ワイルドで行こう、『宇宙人ポール』

イギリスのナード(オタク)の2人組がコミコン(アメリカで開催されるSF、ファンタジー小説や漫画などのオタクが一堂に会するコンベンション)に参加するためにアメリカにやって来て、そのついでにあこがれだったエリア51やロズウェル詣でをしようとしたら、男二人の珍道中をゲイに間違えられたりしたりしてあこがれのアメリカとのカルチャーギャップにとまどったり、幻滅しつつも楽しい旅を満喫。しかしそんな二人の前に突如として現れたグレイタイプの宇宙人、彼は自らを「ポール」と名乗った!

という風にお気楽なストレンジャー、イギリス人のオタク2人組がこれまたストレンジャーのエイリアン、ポールとともに繰り広げるロードムービー。言うなればナードの「イージーライダー」であり、「E.T」であり「未知との遭遇」な映画。
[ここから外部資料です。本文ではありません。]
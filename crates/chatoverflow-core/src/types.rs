//! Identifier newtypes and contract kinds.
//!
//! Every declared type (contract, implementation, connector type) is named by
//! a string identifier.  The newtypes below keep the three namespaces apart at
//! the type level while still allowing `&str` lookups through [`Borrow`].
//! They can be built in `const` context from `&'static str`, which is what the
//! link-time declarations emitted by the attribute macros rely on.

use std::borrow::{Borrow, Cow};
use std::fmt;
use std::str::FromStr;

use serde::{Deserialize, Serialize};

macro_rules! define_id {
    ($(#[$meta:meta])* $name:ident) => {
        $(#[$meta])*
        #[derive(Debug, Clone, PartialEq, Eq, Hash, PartialOrd, Ord, Serialize, Deserialize)]
        #[serde(transparent)]
        pub struct $name(Cow<'static, str>);

        impl $name {
            /// Creates an identifier from a static string without allocating.
            pub const fn from_static(id: &'static str) -> Self {
                Self(Cow::Borrowed(id))
            }

            /// Creates an identifier from any string-like value.
            pub fn new(id: impl Into<String>) -> Self {
                Self(Cow::Owned(id.into()))
            }

            /// Returns the identifier as a string slice.
            pub fn as_str(&self) -> &str {
                &self.0
            }
        }

        impl fmt::Display for $name {
            fn fmt(&self, f: &mut fmt::Formatter<'_>) -> fmt::Result {
                f.write_str(&self.0)
            }
        }

        impl Borrow<str> for $name {
            fn borrow(&self) -> &str {
                &self.0
            }
        }

        impl AsRef<str> for $name {
            fn as_ref(&self) -> &str {
                &self.0
            }
        }

        impl From<&'static str> for $name {
            fn from(id: &'static str) -> Self {
                Self::from_static(id)
            }
        }

        impl From<String> for $name {
            fn from(id: String) -> Self {
                Self(Cow::Owned(id))
            }
        }

        impl PartialEq<str> for $name {
            fn eq(&self, other: &str) -> bool {
                self.as_str() == other
            }
        }

        impl PartialEq<&str> for $name {
            fn eq(&self, other: &&str) -> bool {
                self.as_str() == *other
            }
        }
    };
}

define_id!(
    /// Identifier of an abstract contract (e.g. `ChatInput`).
    ContractId
);

define_id!(
    /// Identifier of a concrete plugin implementation (e.g. `TwitchChatInputImpl`).
    ImplementationId
);

define_id!(
    /// Identifier of a connector type (e.g. `TwitchConnector`).
    ConnectorTypeId
);

// =============================================================================
// ContractKind
// =============================================================================

/// The closed set of abstract capability kinds.
#[derive(Debug, Clone, Copy, PartialEq, Eq, Hash, Serialize, Deserialize)]
#[serde(rename_all = "lowercase")]
pub enum ContractKind {
    /// Produces data for the bot (e.g. chat messages).
    Input,
    /// Consumes data from the bot (e.g. sending chat messages).
    Output,
    /// Needs an injected connector to work.
    Requirement,
}

impl ContractKind {
    /// Returns the lowercase name of the kind.
    pub fn as_str(&self) -> &'static str {
        match self {
            Self::Input => "input",
            Self::Output => "output",
            Self::Requirement => "requirement",
        }
    }

    /// Returns `true` for contracts whose implementations must declare a connector.
    pub fn requires_connector(&self) -> bool {
        matches!(self, Self::Requirement)
    }
}

impl fmt::Display for ContractKind {
    fn fmt(&self, f: &mut fmt::Formatter<'_>) -> fmt::Result {
        f.write_str(self.as_str())
    }
}

impl FromStr for ContractKind {
    type Err = String;

    fn from_str(s: &str) -> Result<Self, Self::Err> {
        match s.to_ascii_lowercase().as_str() {
            "input" => Ok(Self::Input),
            "output" => Ok(Self::Output),
            "requirement" => Ok(Self::Requirement),
            other => Err(format!(
                "unknown contract kind '{other}', expected one of: input, output, requirement"
            )),
        }
    }
}

// =============================================================================
// ConnectorKey
// =============================================================================

/// Identifies one live connector: its type plus a caller-chosen key
/// (typically an account name).
#[derive(Debug, Clone, PartialEq, Eq, Hash, PartialOrd, Ord)]
pub struct ConnectorKey {
    /// The connector type.
    pub connector_type: ConnectorTypeId,
    /// The instance key within that type.
    pub key: String,
}

impl ConnectorKey {
    /// Creates a new connector key.
    pub fn new(connector_type: impl Into<ConnectorTypeId>, key: impl Into<String>) -> Self {
        Self {
            connector_type: connector_type.into(),
            key: key.into(),
        }
    }
}

impl fmt::Display for ConnectorKey {
    fn fmt(&self, f: &mut fmt::Formatter<'_>) -> fmt::Result {
        write!(f, "{}/{}", self.connector_type, self.key)
    }
}
//! Plugin authoring surface.
//!
//! A plugin is a concrete type implementing one contract trait.  The core
//! never inspects types at runtime; instead each implementation is paired
//! with a [`PluginFactory`] that constructs it from a [`PluginContext`] and
//! returns a type-erased [`PluginObject`].
//!
//! ```rust,ignore
//! struct TwitchChatInputImpl { channel: String }
//!
//! impl ChatInput for TwitchChatInputImpl { /* … */ }
//!
//! impl Plugin for TwitchChatInputImpl {
//!     fn create(ctx: &PluginContext) -> Result<Self, BoxError> {
//!         let cfg: ChannelConfig = ctx.config()?;
//!         Ok(Self { channel: cfg.channel })
//!     }
//! }
//!
//! let factory = plugin_factory!(TwitchChatInputImpl => dyn ChatInput);
//! ```

use std::any::Any;
use std::fmt;
use std::sync::Arc;

use serde::de::DeserializeOwned;

use crate::connector::{Connector, ConnectorHandle};
use crate::error::BoxError;
use crate::types::{ConnectorTypeId, ContractId, ContractKind, ImplementationId};

// =============================================================================
// Static metadata traits
// =============================================================================

/// Static metadata of a contract.
///
/// Implemented for the trait-object type of a contract trait
/// (`impl ContractMeta for dyn ChatInput`), usually by `#[contract]`.
pub trait ContractMeta {
    /// Contract identifier.
    const ID: &'static str;
    /// Contract kind.
    const KIND: ContractKind;
    /// Parent contract identifier, if any.
    const PARENT: Option<&'static str>;
}

/// Static metadata of a concrete implementation, usually generated by
/// `#[implementation]`.
pub trait ImplementationMeta: Plugin {
    /// Implementation identifier.
    const ID: &'static str;
    /// Identifier of the implemented contract.
    const CONTRACT: &'static str;
    /// Required connector type, if any.
    const CONNECTOR: Option<&'static str>;
}

/// Static metadata of a connector type, usually generated by `#[connector]`.
pub trait ConnectorMeta {
    /// Connector type identifier.
    const ID: &'static str;

    /// Returns [`ID`](Self::ID) as a [`ConnectorTypeId`].
    fn connector_type_id() -> ConnectorTypeId {
        ConnectorTypeId::from_static(Self::ID)
    }
}

// =============================================================================
// Plugin
// =============================================================================

/// A constructible plugin implementation.
pub trait Plugin: Sized + Send + Sync + 'static {
    /// Builds the plugin.
    ///
    /// Errors are surfaced to the caller of the instantiator wrapped in
    /// [`CoreError::Instantiation`](crate::CoreError::Instantiation).
    fn create(ctx: &PluginContext) -> Result<Self, BoxError>;
}

/// Factory function stored in an implementation declaration.
pub type PluginFactory = fn(&PluginContext) -> Result<PluginObject, BoxError>;

/// Builds a [`PluginFactory`] for `Impl` exposed through the `Contract` view.
///
/// ```rust,ignore
/// let factory: PluginFactory = plugin_factory!(TwitchChatInputImpl => dyn ChatInput);
/// ```
#[macro_export]
macro_rules! plugin_factory {
    ($impl:ty => $contract:ty) => {{
        fn __chatoverflow_factory(
            ctx: &$crate::PluginContext,
        ) -> ::std::result::Result<$crate::PluginObject, $crate::BoxError> {
            let concrete = ::std::sync::Arc::new(<$impl as $crate::Plugin>::create(ctx)?);
            let view: ::std::sync::Arc<$contract> = concrete.clone();
            ::std::result::Result::Ok($crate::PluginObject::new(concrete, view))
        }
        __chatoverflow_factory as $crate::PluginFactory
    }};
}

// =============================================================================
// PluginContext
// =============================================================================

/// Everything a plugin constructor may use.
#[derive(Clone)]
pub struct PluginContext {
    implementation: ImplementationId,
    contract: ContractId,
    connector: Option<ConnectorHandle>,
    config: Arc<serde_json::Value>,
}

impl PluginContext {
    /// Creates a context for the given implementation.
    pub fn new(
        implementation: ImplementationId,
        contract: ContractId,
        connector: Option<ConnectorHandle>,
        config: Arc<serde_json::Value>,
    ) -> Self {
        Self {
            implementation,
            contract,
            connector,
            config,
        }
    }

    /// Identifier of the implementation being built.
    pub fn implementation(&self) -> &ImplementationId {
        &self.implementation
    }

    /// Identifier of the contract it is built for.
    pub fn contract(&self) -> &ContractId {
        &self.contract
    }

    /// The injected connector handle, if the contract is a requirement.
    pub fn connector_handle(&self) -> Option<&ConnectorHandle> {
        self.connector.as_ref()
    }

    /// Returns the injected connector as its concrete type.
    ///
    /// Fails when no connector was injected or it is of another type.
    pub fn connector<T: Connector>(&self) -> Result<Arc<T>, BoxError> {
        let handle = self.connector.as_ref().ok_or_else(|| {
            format!("no connector injected into '{}'", self.implementation)
        })?;
        handle.downcast::<T>().ok_or_else(|| {
            format!(
                "connector '{}' injected into '{}' is not a {}",
                handle.key(),
                self.implementation,
                std::any::type_name::<T>()
            )
            .into()
        })
    }

    /// Raw plugin configuration section (an empty object when absent).
    pub fn raw_config(&self) -> &serde_json::Value {
        &self.config
    }

    /// Deserializes the plugin configuration section into `T`.
    ///
    /// Use `#[serde(default)]` on `T` to make every field optional.
    pub fn config<T: DeserializeOwned>(&self) -> serde_json::Result<T> {
        T::deserialize(self.config.as_ref())
    }
}

impl fmt::Debug for PluginContext {
    fn fmt(&self, f: &mut fmt::Formatter<'_>) -> fmt::Result {
        f.debug_struct("PluginContext")
            .field("implementation", &self.implementation)
            .field("contract", &self.contract)
            .field("connector", &self.connector.as_ref().map(ConnectorHandle::key))
            .finish()
    }
}

// =============================================================================
// PluginObject / PluginInstance
// =============================================================================

/// A type-erased plugin value.
///
/// Holds the concrete `Arc<T>` and, separately, the contract view
/// `Arc<dyn Contract>` so both can be recovered without knowing the other.
#[derive(Clone)]
pub struct PluginObject {
    concrete: Arc<dyn Any + Send + Sync>,
    view: Arc<dyn Any + Send + Sync>,
}

impl PluginObject {
    /// Wraps a constructed plugin and its contract view.
    pub fn new<T, C>(concrete: Arc<T>, view: Arc<C>) -> Self
    where
        T: Send + Sync + 'static,
        C: ?Sized + Send + Sync + 'static,
    {
        Self {
            concrete,
            view: Arc::new(view),
        }
    }

    /// Returns the concrete plugin if it is a `T`.
    pub fn downcast<T: Send + Sync + 'static>(&self) -> Option<Arc<T>> {
        Arc::clone(&self.concrete).downcast::<T>().ok()
    }

    /// Returns the contract view if it was stored as `Arc<C>`.
    pub fn view<C: ?Sized + Send + Sync + 'static>(&self) -> Option<Arc<C>> {
        self.view.downcast_ref::<Arc<C>>().cloned()
    }
}

/// A constructed plugin together with its binding information.
#[derive(Clone)]
pub struct PluginInstance {
    implementation: ImplementationId,
    contract: ContractId,
    connector: Option<ConnectorHandle>,
    object: PluginObject,
}

impl PluginInstance {
    pub(crate) fn new(
        implementation: ImplementationId,
        contract: ContractId,
        connector: Option<ConnectorHandle>,
        object: PluginObject,
    ) -> Self {
        Self {
            implementation,
            contract,
            connector,
            object,
        }
    }

    /// Identifier of the implementation.
    pub fn implementation(&self) -> &ImplementationId {
        &self.implementation
    }

    /// Identifier of the contract.
    pub fn contract(&self) -> &ContractId {
        &self.contract
    }

    /// The injected connector, if any.
    pub fn connector(&self) -> Option<&ConnectorHandle> {
        self.connector.as_ref()
    }

    /// Returns the concrete plugin if it is a `T`.
    pub fn downcast<T: Send + Sync + 'static>(&self) -> Option<Arc<T>> {
        self.object.downcast::<T>()
    }

    /// Returns the plugin as its contract trait object, e.g.
    /// `instance.as_contract::<dyn ChatInput>()`.
    pub fn as_contract<C: ?Sized + Send + Sync + 'static>(&self) -> Option<Arc<C>> {
        self.object.view::<C>()
    }
}

impl fmt::Debug for PluginInstance {
    fn fmt(&self, f: &mut fmt::Formatter<'_>) -> fmt::Result {
        f.debug_struct("PluginInstance")
            .field("implementation", &self.implementation)
            .field("contract", &self.contract)
            .field("connector", &self.connector.as_ref().map(ConnectorHandle::key))
            .finish()
    }
}
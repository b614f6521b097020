//! Host runtime: runs the startup sequence and owns the live connectors.
//!
//! ```rust,ignore
//! use chatoverflow_runtime::OverflowRuntime;
//!
//! let runtime = OverflowRuntime::builder()
//!     .config_file("chatoverflow.toml")
//!     .provider(TwitchProvider::new())
//!     .build()?;
//!
//! runtime.startup().await?;
//! let plugin = runtime
//!     .instantiate("ChatRequirement", "TwitchChatRequirementImpl", Some("acct1"))
//!     .await?;
//! ```

use std::fmt;
use std::future::Future;
use std::path::Path;
use std::sync::Arc;

use chatoverflow_core::{
    BindingTable, ConnectorHandle, ConnectorRegistry, ConnectorStats, ConnectorTypeId,
    ContractHierarchy, Declaration, HierarchyBuilder, ImplementationMeta, MetadataRegistry,
    PluginInstance, PluginInstantiator,
};
use futures::future;
use parking_lot::RwLock;
use tokio::signal;
use tokio_util::sync::CancellationToken;
use tracing::{debug, error, info, info_span, warn};

use crate::config::{ConfigLoader, OverflowConfig, validate_config};
use crate::error::{RuntimeError, RuntimeResult};
use crate::logging;
use crate::provider::{ConnectorProvider, ProviderRegistry};

/// Immutable state produced by a successful startup.
#[derive(Clone)]
struct Engine {
    hierarchy: Arc<ContractHierarchy>,
    bindings: Arc<BindingTable>,
    instantiator: PluginInstantiator,
}

/// The ChatOverflow host runtime.
///
/// Lifecycle: [`build`](RuntimeBuilder::build) → [`startup`](Self::startup)
/// → plugin instantiation → [`shutdown`](Self::shutdown).
pub struct OverflowRuntime {
    config: OverflowConfig,
    declarations: Vec<Declaration>,
    load_declared: bool,
    providers: ProviderRegistry,
    connectors: Arc<ConnectorRegistry>,
    engine: RwLock<Option<Engine>>,
    shutdown: CancellationToken,
}
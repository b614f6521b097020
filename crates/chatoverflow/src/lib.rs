//! # ChatOverflow
//!
//! Plugin framework core for ChatOverflow.
//!
//! ## Overview
//!
//! Plugins implement abstract *contracts*. Every contract is an input,
//! output or requirement, and contracts of one kind form a forest. A
//! requirement implementation talks to an external platform through a
//! *connector*, which is looked up by `(connector type, key)` and injected
//! when the plugin is built.
//!
//! ```text
//! ┌──────────────┐ declarations ┌─────────────────┐ instantiate ┌──────────────────┐
//! │ #[contract]  │─────────────▶│ OverflowRuntime │────────────▶│ Arc<dyn Contract>│
//! │ #[connector] │              │   (startup)     │             └──────────────────┘
//! │ #[impl...]   │              └───────▲─────────┘
//! └──────────────┘                      │ connectors
//!                             ┌─────────┴─────────┐
//!                             │ ConnectorProvider │
//!                             └───────────────────┘
//! ```
//!
//! ## Quick Start
//!
//! ```rust,ignore
//! use chatoverflow::prelude::*;
//!
//! #[contract(input)]
//! pub trait Input {}
//!
//! #[contract(input, parent = Input)]
//! pub trait ChatInput {
//!     fn channel(&self) -> String;
//! }
//!
//! pub struct TwitchChatInputImpl { channel: String }
//!
//! impl Plugin for TwitchChatInputImpl {
//!     fn create(ctx: &PluginContext) -> Result<Self, BoxError> {
//!         Ok(Self { channel: ctx.raw_config()["channel"].as_str().unwrap_or("lobby").into() })
//!     }
//! }
//!
//! #[implementation]
//! impl ChatInput for TwitchChatInputImpl {
//!     fn channel(&self) -> String { self.channel.clone() }
//! }
//!
//! #[tokio::main]
//! async fn main() -> Result<(), Box<dyn std::error::Error>> {
//!     let runtime = OverflowRuntime::builder().build()?;
//!     runtime.startup().await?;
//!
//!     let plugin = runtime.instantiate_impl::<TwitchChatInputImpl>(None).await?;
//!     let input = plugin.as_contract::<dyn ChatInput>().unwrap();
//!     println!("reading {}", input.channel());
//!     Ok(())
//! }
//! ```
//!
//! ## Features
//!
//! - `toml-config`: load `chatoverflow.toml` (default)
//! - `yaml-config`: load `chatoverflow.yaml`
//! - `json-log`: JSON log output

pub use chatoverflow_core as core;
pub use chatoverflow_runtime as runtime;

pub use chatoverflow_core::{
    Binding, BindingTable, BoxError, BuildPhase, Connector, ConnectorHandle, ConnectorKey,
    ConnectorRegistry, ConnectorReservation, ConnectorState, ConnectorTypeDeclaration,
    ConnectorTypeId, ContractDeclaration, ContractHierarchy, ContractId, ContractKind, CoreError,
    CoreResult, Declaration, DeclarationError, ErrorCategory, HierarchyBuilder,
    ImplementationDeclaration, ImplementationId, LookupError, MetadataRegistry, PluginContext,
    PluginInstance, PluginInstantiator, StateError, plugin_factory,
};
pub use chatoverflow_macros::{connector, contract, implementation};
pub use chatoverflow_runtime::{
    ConnectorProvider, OverflowConfig, OverflowRuntime, RuntimeError, RuntimeResult,
};

/// Prelude module for convenient imports.
///
/// ```rust,ignore
/// use chatoverflow::prelude::*;
/// ```
pub mod prelude {
    // Declarative markers
    pub use chatoverflow_macros::{connector, contract, implementation};

    // Plugin authoring
    pub use chatoverflow_core::{
        BoxError, Connector, ConnectorMeta, ConnectorTypeId, ContractMeta, ImplementationMeta,
        Plugin, PluginContext, PluginInstance,
    };

    // Host side
    pub use chatoverflow_runtime::{ConnectorProvider, OverflowRuntime, RuntimeError};

    // `#[async_trait]` for `Connector` and `ConnectorProvider` impls
    pub use chatoverflow_core::async_trait::async_trait;
}

// Paths used by code generated in `chatoverflow-macros`.
#[doc(hidden)]
pub mod __private {
    pub use chatoverflow_core::linkme;
    pub use chatoverflow_core::plugin_factory;
    pub use chatoverflow_core::{
        ConnectorMeta, ConnectorTypeDeclaration, ConnectorTypeId, ContractDeclaration, ContractId,
        ContractKind, ContractMeta, DECLARATIONS, Declaration, ImplementationDeclaration,
        ImplementationId, ImplementationMeta,
    };
}
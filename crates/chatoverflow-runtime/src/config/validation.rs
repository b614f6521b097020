//! Configuration validation utilities.

use std::collections::HashSet;

use super::error::{ConfigError, ConfigResult};
use super::schema::{ConnectorConfig, LogLevel, LogOutput, LoggingConfig, OverflowConfig};

/// Validates the entire configuration.
pub fn validate_config(config: &OverflowConfig) -> ConfigResult<()> {
    validate_logging_config(&config.logging)?;
    validate_connectors_config(&config.connectors)?;
    validate_plugins_config(config)?;
    Ok(())
}

fn validate_logging_config(logging: &LoggingConfig) -> ConfigResult<()> {
    for (module, level) in &logging.filters {
        if module.is_empty() {
            return Err(ConfigError::validation("Log filter module cannot be empty"));
        }
        level.parse::<LogLevel>().map_err(|_| {
            ConfigError::validation(format!(
                "Invalid log level for '{module}': {level}. Valid values are: trace, debug, info, warn, error"
            ))
        })?;
    }

    if logging.output == LogOutput::File && logging.file_path.is_none() {
        return Err(ConfigError::missing_field("logging.file_path"));
    }

    Ok(())
}

fn validate_connectors_config(connectors: &[ConnectorConfig]) -> ConfigResult<()> {
    let mut seen = HashSet::new();

    for connector in connectors {
        if connector.connector_type.is_empty() {
            return Err(ConfigError::missing_field("connectors.type"));
        }
        if connector.key.is_empty() {
            return Err(ConfigError::missing_field("connectors.key"));
        }
        if !connector.settings.is_object() {
            return Err(ConfigError::validation(format!(
                "Settings of connector {}/{} must be a table",
                connector.connector_type, connector.key
            )));
        }

        if !seen.insert((&connector.connector_type, &connector.key)) {
            return Err(ConfigError::DuplicateConnector {
                connector_type: connector.connector_type.clone(),
                key: connector.key.clone(),
            });
        }
    }

    Ok(())
}

fn validate_plugins_config(config: &OverflowConfig) -> ConfigResult<()> {
    if config.plugins.keys().any(String::is_empty) {
        return Err(ConfigError::validation(
            "Plugin configuration section name cannot be empty",
        ));
    }
    Ok(())
}
//! Runtime error types.

use chatoverflow_core::{BoxError, ConnectorKey, ConnectorTypeId, CoreError};
use thiserror::Error;

use crate::config::ConfigError;

/// Errors that can occur during runtime operations.
#[derive(Error, Debug)]
pub enum RuntimeError {
    /// Declaration, lookup or instantiation failure from the core engine.
    #[error(transparent)]
    Core(#[from] CoreError),

    /// Configuration could not be loaded or is invalid.
    #[error(transparent)]
    Config(#[from] ConfigError),

    /// No provider is registered for the connector type.
    #[error("No connector provider registered for type '{connector_type}'")]
    NoProvider { connector_type: ConnectorTypeId },

    /// A provider failed to establish a connector.
    #[error("Connector provider failed to connect {key}")]
    Provider {
        key: ConnectorKey,
        #[source]
        source: BoxError,
    },

    /// The operation needs a completed `startup()`.
    #[error("Runtime has not been started")]
    NotStarted,

    /// `startup()` was called twice.
    #[error("Runtime is already started")]
    AlreadyStarted,
}

/// Result type for runtime operations.
pub type RuntimeResult<T> = Result<T, RuntimeError>;
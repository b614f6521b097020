//! # ChatOverflow Core
//!
//! Discovery, resolution and instantiation engine for ChatOverflow plugins.
//!
//! Plugins implement abstract *contracts* of three kinds (input, output,
//! requirement).  Requirement implementations need a live *connector*
//! (e.g. a chat platform session) injected when they are constructed.
//!
//! ## Startup Sequence
//!
//! Components run in dependency order; everything but the connector registry
//! is immutable once built.
//!
//! ```text
//! ┌──────────────────┐   freeze   ┌───────────────────┐   build   ┌──────────────┐
//! │ MetadataRegistry │──────────▶│ HierarchyBuilder  │─────────▶│ BindingTable │
//! └──────────────────┘            └───────────────────┘           └──────┬───────┘
//!                                                                        │
//!                        ┌───────────────────┐                 ┌─────────▼──────────┐
//!                        │ ConnectorRegistry │────────────────▶│ PluginInstantiator │
//!                        │     (mutable)     │                 └────────────────────┘
//!                        └───────────────────┘
//! ```
//!
//! ## Example
//!
//! ```rust,ignore
//! use chatoverflow_core::*;
//!
//! let mut registry = MetadataRegistry::new();
//! registry.register(ContractDeclaration::new("Input", ContractKind::Input))?;
//! registry.register(ContractDeclaration::new("ChatInput", ContractKind::Input).with_parent("Input"))?;
//! registry.register(ImplementationDeclaration::new(
//!     "TwitchChatInputImpl",
//!     "ChatInput",
//!     plugin_factory!(TwitchChatInputImpl => dyn ChatInput),
//! ))?;
//! registry.freeze();
//!
//! let hierarchy = HierarchyBuilder::from_registry(&registry)?.build()?;
//! let bindings = BindingTable::from_registry(&registry, &hierarchy)?;
//! let instantiator = PluginInstantiator::new(Arc::new(bindings), Arc::new(ConnectorRegistry::new()));
//!
//! let plugin = instantiator.instantiate("ChatInput", "TwitchChatInputImpl", None).await?;
//! let input = plugin.as_contract::<dyn ChatInput>().unwrap();
//! ```

pub mod binding;
pub mod connector;
pub mod declaration;
pub mod error;
pub mod hierarchy;
pub mod instantiator;
pub mod metadata;
pub mod plugin;
pub mod types;

pub use binding::{Binding, BindingTable};
pub use connector::{
    AsAnyArc, Connector, ConnectorHandle, ConnectorRegistry, ConnectorReservation, ConnectorState,
    ConnectorStats,
};
pub use declaration::{
    ConnectorTypeDeclaration, ContractDeclaration, DECLARATIONS, Declaration,
    ImplementationDeclaration,
};
pub use error::{
    BoxError, CoreError, CoreResult, DeclarationError, ErrorCategory, LookupError, StateError,
};
pub use hierarchy::{Ancestors, BuildPhase, ContractHierarchy, ContractNode, HierarchyBuilder};
pub use instantiator::PluginInstantiator;
pub use metadata::MetadataRegistry;
pub use plugin::{
    ConnectorMeta, ContractMeta, ImplementationMeta, Plugin, PluginContext, PluginFactory,
    PluginInstance, PluginObject,
};
pub use types::{ConnectorKey, ConnectorTypeId, ContractId, ContractKind, ImplementationId};

// Used by code generated in `chatoverflow-macros`.
#[doc(hidden)]
pub use async_trait;
#[doc(hidden)]
pub use linkme;

/// Prelude for common imports.
pub mod prelude {
    pub use super::{
        BoxError, Connector, ConnectorHandle, ConnectorMeta, ContractKind, ContractMeta,
        CoreError, CoreResult, ImplementationMeta, Plugin, PluginContext, PluginInstance,
    };
}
ともかくサイモン・ペッグとニック・フロストの二人の名(迷)コンビぶりは「ショーン・オブ・ザ・デッド」や「ホット・ファズ」で実証済み。今回は盟友のエドガー・ライトでなく「スーパーバッド 童貞ウォーズ」(未見)のグレッグ・モットーラ監督を組んでるんだけど「童貞ウォーズ」を観てないのでどうなのかなと思ったけどなかなかに手堅い演出だった。

とにかくポールが超いい味だしててシガレットを加えゲップをしビールを愛飲しピスタチオをかじるエイリアンなんて、しかも登場シーンが超クール。なんか超ばっか使ってるけれど本当にそうなんでしょうがないw

ポールの声の担当はセス・ローゲン、カンフーパンダのカマキリの中の人。最近は50/50で主人公の友人役で出演とか。人を喰ったポールの表情に声がマッチしていてこれまた良いのですよ。

イギリス育ちで始めてアメリカの土地を踏んだ二人が現実をちょっと知る事によってガッカリしたりモーターキャンプ場の管理人の娘にグレアム(ペッグ)が恋をしたりとか、非常に王道な展開ながらもときどき挟まれるコネタにクスリと笑い、徐々にポールと仲良くなっていく二人組と途中で加わるモーターキャンプ場の娘ルースのロードムービーはほんとうにこの年の暮れにほんわかとした気持ちになれた。もちろんホットファズコンビなのでちょっとやり過ぎな部分もあるけどそれもまたブラックな味わいでまた良し(笑)いいこちゃんでは世の中見えてこないちょっとは冒険してみよう!ってことで。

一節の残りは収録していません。